K.P's Dreams Dance Academy

Terms and Conditions

LIABILITY RELEASE/WAIVER FORM

All participants MUST complete this form


All parents  or guardians must complete this form before your child can participate in any classes at K.P’s Dreams Dance Academy.  By completing resignation, you are agreeing to the following:

Waiver of Liability

I, __________________________, the parent or guardian of _____________________ recognize and understand the risks of physical injury inherent to dance and dance training and I fully assume those risks. I hereby release Kyrsten Procyk, employees and dance teachers from all liability for injuries sustained or illnesses contracted while attending or participating in any dance classes. I agree to indemnify, defend, and hold harmless Kyrsten Procyk, employees and dance teachers for liabilities, costs and judgments arising from acts of omissions committed by me or my child which result in injury or damage to any person or property.

 Initials:_____________

Protection of Property

I understand and agree that it is my sole responsibility to safeguard my personal property while attending or participating in any classes.
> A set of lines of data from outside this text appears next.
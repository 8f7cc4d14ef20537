//! One enabled period of the Bluetooth transport
//!
//! Enabling Bluetooth creates a fresh tracker and two role tasks, one per
//! event source, so central and peripheral transitions are each handled in
//! order. The platform's event receivers outlive sessions and are handed from
//! one session to the next.

use std::future::Future;
use std::sync::Arc;

use meshlink_ble::state::BleState;
use meshlink_ble::{
    BleCentral, BlePeripheralManager, BlePlatform, CentralEvent, CentralRole, PeripheralEvent,
    PeripheralRole,
};
use meshlink_core::{BleConfig, PeerType, RoutingEngine};
use tokio::sync::{mpsc, watch, Mutex};
use tokio::task::JoinHandle;
use tracing::{debug, info, warn};

/// Platform handles shared by successive sessions
#[derive(Clone)]
pub(crate) struct SharedPlatform {
    central: Arc<dyn BleCentral>,
    central_events: Arc<Mutex<mpsc::UnboundedReceiver<CentralEvent>>>,
    peripheral: Arc<dyn BlePeripheralManager>,
    peripheral_events: Arc<Mutex<mpsc::UnboundedReceiver<PeripheralEvent>>>,
}

impl From<BlePlatform> for SharedPlatform {
    fn from(platform: BlePlatform) -> Self {
        Self {
            central: platform.central,
            central_events: Arc::new(Mutex::new(platform.central_events)),
            peripheral: platform.peripheral,
            peripheral_events: Arc::new(Mutex::new(platform.peripheral_events)),
        }
    }
}

fn stop_signal(mut rx: watch::Receiver<bool>) -> impl Future<Output = ()> {
    async move {
        let _ = rx.wait_for(|stop| *stop).await;
    }
}

fn drain<T>(events: &mut mpsc::UnboundedReceiver<T>) -> usize {
    let mut dropped = 0;
    while events.try_recv().is_ok() {
        dropped += 1;
    }
    dropped
}

pub struct BleSession {
    state: BleState,
    platform: SharedPlatform,
    shutdown: watch::Sender<bool>,
    tasks: Vec<JoinHandle<()>>,
}

impl BleSession {
    pub(crate) fn start(
        platform: &SharedPlatform,
        engine: Arc<dyn RoutingEngine>,
        config: &BleConfig,
        max_frame_size: usize,
    ) -> Self {
        let state = BleState::new(config.clone());
        let (shutdown, _) = watch::channel(false);

        let central = CentralRole::new(
            state.clone(),
            platform.central.clone(),
            engine.clone(),
            max_frame_size,
        );
        let central_events = platform.central_events.clone();
        let central_stop = stop_signal(shutdown.subscribe());
        let central_task = tokio::spawn(async move {
            let mut events = central_events.lock().await;
            let dropped = drain(&mut *events);
            if dropped > 0 {
                debug!("Dropped {} central events queued while disabled", dropped);
            }
            central.run(&mut *events, central_stop).await;
        });

        let peripheral = PeripheralRole::new(
            state.clone(),
            platform.peripheral.clone(),
            engine,
            max_frame_size,
        );
        let peripheral_events = platform.peripheral_events.clone();
        let peripheral_stop = stop_signal(shutdown.subscribe());
        let peripheral_task = tokio::spawn(async move {
            let mut events = peripheral_events.lock().await;
            let dropped = drain(&mut *events);
            if dropped > 0 {
                debug!("Dropped {} peripheral events queued while disabled", dropped);
            }
            peripheral.run(&mut *events, peripheral_stop).await;
        });

        info!("Bluetooth enabled");
        Self {
            state,
            platform: platform.clone(),
            shutdown,
            tasks: vec![central_task, peripheral_task],
        }
    }

    /// Tracker of this session
    pub fn state(&self) -> &BleState {
        &self.state
    }

    /// Stop both roles, withdraw from the radio and drop every BLE peer.
    pub(crate) async fn stop(mut self, engine: &dyn RoutingEngine) {
        self.shutdown.send_replace(true);
        for task in self.tasks.drain(..) {
            if let Err(e) = task.await {
                warn!("Bluetooth role task failed: {}", e);
            }
        }

        if let Err(e) = self.platform.central.stop_scan().await {
            debug!("Ignoring stop scan failure: {}", e);
        }
        if let Err(e) = self.platform.peripheral.stop_advertising().await {
            debug!("Ignoring stop advertising failure: {}", e);
        }
        if let Err(e) = self.platform.peripheral.remove_all_services().await {
            debug!("Ignoring remove services failure: {}", e);
        }

        self.state.clear();
        engine.disconnect_type(PeerType::Bluetooth);
        info!("Bluetooth disabled");
    }
}

impl Drop for BleSession {
    fn drop(&mut self) {
        self.shutdown.send_replace(true);
    }
}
I hereby release Kyrsten Procyk, employees and dance teachers from all liability for loss or damage to my personal property while attending or participating in classes. I also agree to abide by any rules, regulations and policies set forth by Kyrsten Procyk. 

Initials:_____________

Medical Attention

In case of physical injury or medical emergency, I hereby authorize Kyrsten Procyk to make necessary arrangements to transport my child to a medical treatment facility as necessary. All such transportation and medical treatment will be at my sole cost and expense. In extreme emergency, I understand that Kyrsten Procyk will attempt to notify the person(s) I have named below as my emergency contact(s) of my condition and how to reach me.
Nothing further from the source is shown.